Change your sex with a doctor's note
Under the rule being considered by the city’s [New York's] Board of Health, which is likely to be adopted soon, people born in the city would be able to change the documented sex on their birth certificates by providing affidavits from a doctor and a mental health professional laying out why their patients should be considered members of the opposite sex, and asserting that their proposed change would be permanent. - New York Times
Gender and sex are not the same things. There is far too much conflation of sex and gender in the West (and I think this may be one reason why gender reassignment surgery is generally considered to be the solution to having physical characteristics which don't "match" your gender identity - though I wouldn't deny someone that surgery if they really felt it to be necessary).

I prefer the idea that gender is fluid, and is a performance.

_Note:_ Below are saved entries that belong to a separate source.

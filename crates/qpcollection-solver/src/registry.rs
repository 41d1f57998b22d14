//! Backend availability and allocation.
//!
//! Which backends exist is decided at build time by Cargo features, so the
//! availability table is a constant. Allocation always hands out a fresh
//! adapter; nothing is cached or shared.

use nalgebra::{DMatrix, DVector};
use qpcollection_types::{BackendKind, QpError, Result};

use crate::config::SolverConfig;
use crate::solver::QpSolver;
use crate::warm_start::StartState;

#[cfg(feature = "clarabel")]
use crate::clarabel_backend::ClarabelSolver;
#[cfg(feature = "osqp")]
use crate::osqp_backend::OsqpSolver;
#[cfg(feature = "quadprog")]
use crate::quadprog_backend::QuadProgSolver;
#[cfg(feature = "totsu")]
use crate::totsu_backend::TotsuSolver;

/// Compiled-in availability, in priority order
const AVAILABILITY: [(BackendKind, bool); 4] = [
    (BackendKind::QuadProg, cfg!(feature = "quadprog")),
    (BackendKind::Osqp, cfg!(feature = "osqp")),
    (BackendKind::Clarabel, cfg!(feature = "clarabel")),
    (BackendKind::Totsu, cfg!(feature = "totsu")),
];

/// Whether `kind` can be allocated
pub fn is_available(kind: BackendKind) -> bool {
    match kind {
        BackendKind::Uninitialized => false,
        BackendKind::Any => AVAILABILITY.iter().any(|&(_, available)| available),
        concrete => AVAILABILITY
            .iter()
            .any(|&(k, available)| k == concrete && available),
    }
}

/// Compiled-in concrete backends in priority order
pub fn available_backends() -> Vec<BackendKind> {
    AVAILABILITY
        .iter()
        .filter(|(_, available)| *available)
        .map(|(kind, _)| *kind)
        .collect()
}

/// Highest-priority available backend
pub fn resolve_any() -> Result<BackendKind> {
    AVAILABILITY
        .iter()
        .find(|(_, available)| *available)
        .map(|(kind, _)| *kind)
        .ok_or(QpError::NoBackendAvailable)
}

/// Allocate a fresh adapter with default settings
pub fn allocate(kind: BackendKind) -> Result<Solver> {
    allocate_with_config(kind, &SolverConfig::default())
}

/// Allocate a fresh adapter using the matching section of `config`
pub fn allocate_with_config(kind: BackendKind, config: &SolverConfig) -> Result<Solver> {
    let kind = match kind {
        BackendKind::Any => resolve_any()?,
        other => other,
    };
    if !is_available(kind) {
        return Err(QpError::BackendUnavailable(kind));
    }

    match kind {
        #[cfg(feature = "quadprog")]
        BackendKind::QuadProg => Ok(Solver::QuadProg(QuadProgSolver::with_config(
            config.quadprog.clone(),
        ))),
        #[cfg(feature = "osqp")]
        BackendKind::Osqp => Ok(Solver::Osqp(OsqpSolver::with_config(config.osqp.clone()))),
        #[cfg(feature = "clarabel")]
        BackendKind::Clarabel => Ok(Solver::Clarabel(ClarabelSolver::with_config(
            config.clarabel.clone(),
        ))),
        #[cfg(feature = "totsu")]
        BackendKind::Totsu => Ok(Solver::Totsu(TotsuSolver::with_config(config.totsu.clone()))),
        other => Err(QpError::BackendUnavailable(other)),
    }
}

/// Allocate the backend named in `config.backend`
pub fn allocate_from_config(config: &SolverConfig) -> Result<Solver> {
    allocate_with_config(config.backend, config)
}

/// Any compiled-in adapter
pub enum Solver {
    #[cfg(feature = "quadprog")]
    QuadProg(QuadProgSolver),
    #[cfg(feature = "osqp")]
    Osqp(OsqpSolver),
    #[cfg(feature = "clarabel")]
    Clarabel(ClarabelSolver),
    #[cfg(feature = "totsu")]
    Totsu(TotsuSolver),
}

macro_rules! dispatch {
    ($self:expr, $solver:ident => $body:expr) => {
        match $self {
            #[cfg(feature = "quadprog")]
            Solver::QuadProg($solver) => $body,
            #[cfg(feature = "osqp")]
            Solver::Osqp($solver) => $body,
            #[cfg(feature = "clarabel")]
            Solver::Clarabel($solver) => $body,
            #[cfg(feature = "totsu")]
            Solver::Totsu($solver) => $body,
            // Only reachable as a type when no backend feature is enabled
            #[allow(unreachable_patterns)]
            _ => unreachable!("no QP backend compiled in"),
        }
    };
}

impl QpSolver for Solver {
    fn kind(&self) -> BackendKind {
        dispatch!(self, s => s.kind())
    }

    fn solve_failed(&self) -> bool {
        dispatch!(self, s => s.solve_failed())
    }

    fn start_state(&self) -> StartState {
        dispatch!(self, s => s.start_state())
    }

    fn last_start(&self) -> Option<StartState> {
        dispatch!(self, s => s.last_start())
    }

    fn last_attempts(&self) -> &[StartState] {
        dispatch!(self, s => s.last_attempts())
    }

    fn solve_coeffs(
        &mut self,
        dim_var: usize,
        dim_eq: usize,
        dim_ineq: usize,
        obj_mat: &DMatrix<f64>,
        obj_vec: &DVector<f64>,
        eq_mat: &DMatrix<f64>,
        eq_vec: &DVector<f64>,
        ineq_mat: &DMatrix<f64>,
        ineq_vec: &DVector<f64>,
        x_min: &DVector<f64>,
        x_max: &DVector<f64>,
    ) -> Result<DVector<f64>> {
        dispatch!(self, s => s.solve_coeffs(
            dim_var, dim_eq, dim_ineq, obj_mat, obj_vec, eq_mat, eq_vec, ineq_mat, ineq_vec,
            x_min, x_max,
        ))
    }
}

#[cfg(test)]
mod tests {
    use super::*;

    #[test]
    fn test_sentinels() {
        assert!(!is_available(BackendKind::Uninitialized));
        assert_eq!(
            is_available(BackendKind::Any),
            !available_backends().is_empty()
        );
        assert!(matches!(
            allocate(BackendKind::Uninitialized),
            Err(QpError::BackendUnavailable(BackendKind::Uninitialized))
        ));
    }

    #[test]
    fn test_availability_matches_features() {
        assert_eq!(is_available(BackendKind::QuadProg), cfg!(feature = "quadprog"));
        assert_eq!(is_available(BackendKind::Osqp), cfg!(feature = "osqp"));
        assert_eq!(is_available(BackendKind::Clarabel), cfg!(feature = "clarabel"));
        assert_eq!(is_available(BackendKind::Totsu), cfg!(feature = "totsu"));
    }

    #[test]
    fn test_available_backends_in_priority_order() {
        let available = available_backends();
        let expected: Vec<BackendKind> = BackendKind::concrete()
            .iter()
            .copied()
            .filter(|&kind| is_available(kind))
            .collect();
        assert_eq!(available, expected);
    }

    #[test]
    fn test_allocate_any_resolves_first_available() {
        match resolve_any() {
            Ok(kind) => {
                assert_eq!(Some(&kind), available_backends().first());
                assert_eq!(allocate(BackendKind::Any).unwrap().kind(), kind);
            }
            Err(e) => assert!(matches!(e, QpError::NoBackendAvailable)),
        }
    }

    #[test]
    fn test_each_available_backend_allocates_its_kind() {
        for kind in available_backends() {
            let solver = allocate(kind).unwrap();
            assert_eq!(solver.kind(), kind);
            assert!(!solver.solve_failed());
            assert_eq!(solver.last_start(), None);
            assert!(solver.last_attempts().is_empty());
        }
    }

    #[test]
    fn test_config_reaches_adapter() {
        let mut config = SolverConfig::default();
        config.quadprog.force_initialize = true;
        config.osqp.force_initialize = false;
        config.clarabel.force_initialize = true;
        config.totsu.max_iter = 500;

        for kind in available_backends() {
            let solver = allocate_with_config(kind, &config).unwrap();
            match solver {
                #[cfg(feature = "quadprog")]
                Solver::QuadProg(s) => assert!(s.config().force_initialize),
                #[cfg(feature = "osqp")]
                Solver::Osqp(s) => assert!(!s.config().force_initialize),
                #[cfg(feature = "clarabel")]
                Solver::Clarabel(s) => assert!(s.config().force_initialize),
                #[cfg(feature = "totsu")]
                Solver::Totsu(s) => assert_eq!(s.config().max_iter, 500),
            }
        }
    }
}
use nalgebra::{Cholesky, DMatrix, DVector};
use qpcollection_types::{BackendKind, QpCoeffs, QpDims, Result};

use crate::config::QuadProgConfig;
use crate::reformulate::{one_sided_with_bounds, row_major, vstack};
use crate::solver::{hot_then_cold, Attempt, QpSolver, SolveState};
use crate::warm_start::StartState;

/// Dense Goldfarb-Idnani adapter over the `quadprog` crate.
///
/// Equalities go first (`meq = dim_eq`), followed by the inequalities and
/// the box bounds folded in as `x <= x_max` and `-x <= -x_min` rows.
///
/// The backend is always called with a pre-factorized objective. A cold
/// solve computes the inverse upper Cholesky factor of `obj_mat` and caches
/// it; a hot solve reuses the cached factor when `obj_mat` is unchanged.
pub struct QuadProgSolver {
    config: QuadProgConfig,
    state: SolveState,
    /// Objective matrix together with the inverse of its upper Cholesky factor
    factor: Option<(DMatrix<f64>, DMatrix<f64>)>,
}

/// Constraint block in the layout `quadprog::solve_qp` expects
struct Layout {
    amat: Vec<f64>,
    bvec: Vec<f64>,
    meq: usize,
}

impl QuadProgSolver {
    pub fn new() -> Self {
        Self::with_config(QuadProgConfig::default())
    }

    pub fn with_config(config: QuadProgConfig) -> Self {
        QuadProgSolver {
            config,
            state: SolveState::default(),
            factor: None,
        }
    }

    pub fn config(&self) -> &QuadProgConfig {
        &self.config
    }

    pub fn set_force_initialize(&mut self, force_initialize: bool) {
        self.config.force_initialize = force_initialize;
    }

    fn solve_checked(&mut self, qp: &QpCoeffs<'_>) -> DVector<f64> {
        let dims = qp.dims();
        if dims.dim_var == 0 {
            let attempt = Attempt::without_variables(qp);
            return self
                .state
                .finish(BackendKind::QuadProg, dims, vec![StartState::Cold], attempt);
        }

        let layout = layout(qp);
        let hot = match self.state.warm.plan(dims, self.config.force_initialize) {
            StartState::Warm => self.hot_solve(qp, &layout),
            StartState::Cold => None,
        };
        let (attempts, attempt) =
            hot_then_cold(BackendKind::QuadProg, hot, || self.cold_solve(qp, &layout));

        self.state.finish(BackendKind::QuadProg, dims, attempts, attempt)
    }

    /// `None` when the cached factor does not belong to this objective
    fn hot_solve(&self, qp: &QpCoeffs<'_>, layout: &Layout) -> Option<Attempt> {
        let (obj_mat, r_inv) = self.factor.as_ref()?;
        if obj_mat != qp.obj_mat {
            tracing::debug!("QuadProg objective changed, reinitializing");
            return None;
        }
        Some(self.call_backend(r_inv, qp, layout))
    }

    fn cold_solve(&mut self, qp: &QpCoeffs<'_>, layout: &Layout) -> Attempt {
        self.factor = None;
        let r_inv = match inverse_upper_factor(qp.obj_mat) {
            Some(r_inv) => r_inv,
            None => {
                return Attempt::failed(
                    self.state.stale_solution(qp.dims().dim_var),
                    "objective matrix is not positive definite",
                )
            }
        };
        let attempt = self.call_backend(&r_inv, qp, layout);
        self.factor = Some((qp.obj_mat.clone(), r_inv));
        attempt
    }

    fn call_backend(&self, r_inv: &DMatrix<f64>, qp: &QpCoeffs<'_>, layout: &Layout) -> Attempt {
        // The backend uses the factor as workspace
        let mut qmat = r_inv.as_slice().to_vec();
        match quadprog::solve_qp(
            &mut qmat,
            qp.obj_vec.as_slice(),
            &layout.amat,
            &layout.bvec,
            layout.meq,
            true,
        ) {
            Ok(solution) => Attempt::solved(DVector::from_vec(solution.sol)),
            Err(reason) => Attempt::failed(self.state.stale_solution(qp.dims().dim_var), reason),
        }
    }
}

impl Default for QuadProgSolver {
    fn default() -> Self {
        Self::new()
    }
}

impl QpSolver for QuadProgSolver {
    fn kind(&self) -> BackendKind {
        BackendKind::QuadProg
    }

    fn solve_failed(&self) -> bool {
        self.state.failed
    }

    fn start_state(&self) -> StartState {
        if self.config.force_initialize {
            return StartState::Cold;
        }
        self.state.warm.state()
    }

    fn last_start(&self) -> Option<StartState> {
        self.state.last_start
    }

    fn last_attempts(&self) -> &[StartState] {
        &self.state.attempts
    }

    fn solve_coeffs(
        &mut self,
        dim_var: usize,
        dim_eq: usize,
        dim_ineq: usize,
        obj_mat: &DMatrix<f64>,
        obj_vec: &DVector<f64>,
        eq_mat: &DMatrix<f64>,
        eq_vec: &DVector<f64>,
        ineq_mat: &DMatrix<f64>,
        ineq_vec: &DVector<f64>,
        x_min: &DVector<f64>,
        x_max: &DVector<f64>,
    ) -> Result<DVector<f64>> {
        let qp = QpCoeffs::new(
            QpDims::new(dim_var, dim_eq, dim_ineq),
            obj_mat,
            obj_vec,
            eq_mat,
            eq_vec,
            ineq_mat,
            ineq_vec,
            x_min,
            x_max,
        )?;
        Ok(self.solve_checked(&qp))
    }
}

/// `[A; C; I; -I]` row-major with rhs `[b; d; x_max; -x_min]`
fn layout(qp: &QpCoeffs<'_>) -> Layout {
    let one_sided = one_sided_with_bounds(qp);
    let mat = vstack(&[qp.eq_mat, &one_sided.mat], qp.dims().dim_var);
    let bvec = qp
        .eq_vec
        .iter()
        .chain(one_sided.rhs.iter())
        .copied()
        .collect();

    Layout {
        amat: row_major(&mat),
        bvec,
        meq: qp.dims().dim_eq,
    }
}

/// `R^-1` where `obj_mat = R' R` and `R` is upper triangular.
///
/// Column-major storage of the result is what `quadprog` reads as the
/// factorized objective.
fn inverse_upper_factor(obj_mat: &DMatrix<f64>) -> Option<DMatrix<f64>> {
    let n = obj_mat.nrows();
    let chol = Cholesky::new(obj_mat.clone())?;
    chol.l()
        .transpose()
        .solve_upper_triangular(&DMatrix::identity(n, n))
}

#[cfg(test)]
mod tests {
    use super::*;
    use qpcollection_types::QpProblem;

    fn scenario_a() -> QpProblem {
        let mut qp = QpProblem::new(2, 0, 0);
        qp.obj_mat = DMatrix::from_row_slice(2, 2, &[3.0, 2.0, 2.0, 4.0]);
        qp.obj_vec = DVector::from_vec(vec![3.0, 1.0]);
        qp
    }

    #[test]
    fn test_inverse_factor() {
        let q = DMatrix::from_row_slice(2, 2, &[4.0, 2.0, 2.0, 3.0]);
        let r_inv = inverse_upper_factor(&q).unwrap();

        // Q^-1 = R^-1 R^-T
        let q_inv = &r_inv * r_inv.transpose();
        let identity = &q * q_inv;
        assert!((identity - DMatrix::<f64>::identity(2, 2)).norm() < 1e-12);
        assert_eq!(r_inv[(1, 0)], 0.0);
    }

    #[test]
    fn test_indefinite_objective_fails() {
        let mut qp = scenario_a();
        qp.obj_mat = DMatrix::from_row_slice(2, 2, &[1.0, 0.0, 0.0, -1.0]);

        let mut solver = QuadProgSolver::new();
        let x = solver.solve(&qp).unwrap();

        assert!(solver.solve_failed());
        assert_eq!(x, DVector::<f64>::zeros(2));
    }

    #[test]
    fn test_layout_puts_equalities_first() {
        let mut qp = QpProblem::new(2, 1, 1);
        qp.eq_mat = DMatrix::from_row_slice(1, 2, &[1.0, 1.0]);
        qp.eq_vec = DVector::from_vec(vec![1.0]);
        qp.ineq_mat = DMatrix::from_row_slice(1, 2, &[2.0, 3.0]);
        qp.ineq_vec = DVector::from_vec(vec![4.0]);
        qp.x_min = DVector::from_vec(vec![0.0, -1.0]);
        qp.x_max = DVector::from_vec(vec![5.0, 6.0]);

        let layout = layout(&qp.coeffs().unwrap());

        assert_eq!(layout.meq, 1);
        assert_eq!(layout.bvec, vec![1.0, 4.0, 5.0, 6.0, -0.0, 1.0]);
        assert_eq!(
            layout.amat,
            vec![1.0, 1.0, 2.0, 3.0, 1.0, 0.0, 0.0, 1.0, -1.0, -0.0, -0.0, -1.0]
        );
    }

    #[test]
    fn test_hot_start_reuses_factor() {
        let qp = scenario_a();
        let mut solver = QuadProgSolver::new();

        solver.solve(&qp).unwrap();
        assert_eq!(solver.last_start(), Some(StartState::Cold));

        let x = solver.solve(&qp).unwrap();
        assert_eq!(solver.last_start(), Some(StartState::Warm));
        assert_eq!(solver.last_attempts(), &[StartState::Warm]);
        assert!(!solver.solve_failed());
        assert!((x[0] + 1.25).abs() < 1e-9);
        assert!((x[1] - 0.375).abs() < 1e-9);
    }

    #[test]
    fn test_changed_objective_falls_back_to_cold() {
        let mut qp = scenario_a();
        let mut solver = QuadProgSolver::new();
        solver.solve(&qp).unwrap();

        qp.obj_mat = DMatrix::identity(2, 2);
        let x = solver.solve(&qp).unwrap();

        // no hot attempt is made against a stale factor
        assert_eq!(solver.last_attempts(), &[StartState::Cold]);
        assert_eq!(solver.last_start(), Some(StartState::Cold));
        assert!(!solver.solve_failed());
        assert!((x[0] + 3.0).abs() < 1e-9);
        assert!((x[1] + 1.0).abs() < 1e-9);
    }

    #[test]
    fn test_force_initialize() {
        let qp = scenario_a();
        let mut solver = QuadProgSolver::new();
        solver.set_force_initialize(true);

        solver.solve(&qp).unwrap();
        solver.solve(&qp).unwrap();

        assert_eq!(solver.last_start(), Some(StartState::Cold));
        assert_eq!(solver.start_state(), StartState::Cold);
    }

    #[test]
    fn test_no_variables_skips_backend() {
        let mut solver = QuadProgSolver::new();

        let x = solver.solve(&QpProblem::new(0, 0, 0)).unwrap();
        assert_eq!(x.len(), 0);
        assert!(!solver.solve_failed());
        assert!(solver.factor.is_none());

        let mut qp = QpProblem::new(0, 1, 0);
        qp.eq_vec[0] = 2.0;
        let x = solver.solve(&qp).unwrap();
        assert_eq!(x.len(), 0);
        assert!(solver.solve_failed());
    }
}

In fact, many supposed sexual characteristics are socially constructed as well - boys are encouraged to develop their muscles, girls are not, for example).

In many societies, you can be a man who lives like a woman, a woman who lives like a man, or just a gender-blender (consider hijras in India, the berdache, two-spirit etc.)

I am a computer (mainly web) geek, so I work with a majority of male colleagues. Sometimes I am "one of the lads" and sometimes I perform a more female role. Everyone performs a gender role all the time, even when they aren't aware of it (do you sit with your legs open or closed? do you fart? belch? swear? go to the loo with your friends? wear make-up?)

Read the excellent Monstrous Regiment by Terry Pratchett if you don't believe that gender is a performance, and is different from sexual characteristics.

Gender shouldn't be on documents anyway - it's obviously going to be awkward when showing your documents to officials if your apparent gender doesn't match what it says on the paper.

My article Gender and Sexuality in Contemporary Paganisms explores these issues further in the context of Paganisms.

1 comment:

Joe said...

I liked Neil Gaiman's bit in the Sandman, where a group of women do a ceremony to call down the moon to work magic. One is told she can't be involved because 'she' is a 'he'. When (s)he argues the toss the witch tells him that the gods call it and its a chromosone thing. Screw the gods, (s)he says, I know what I am.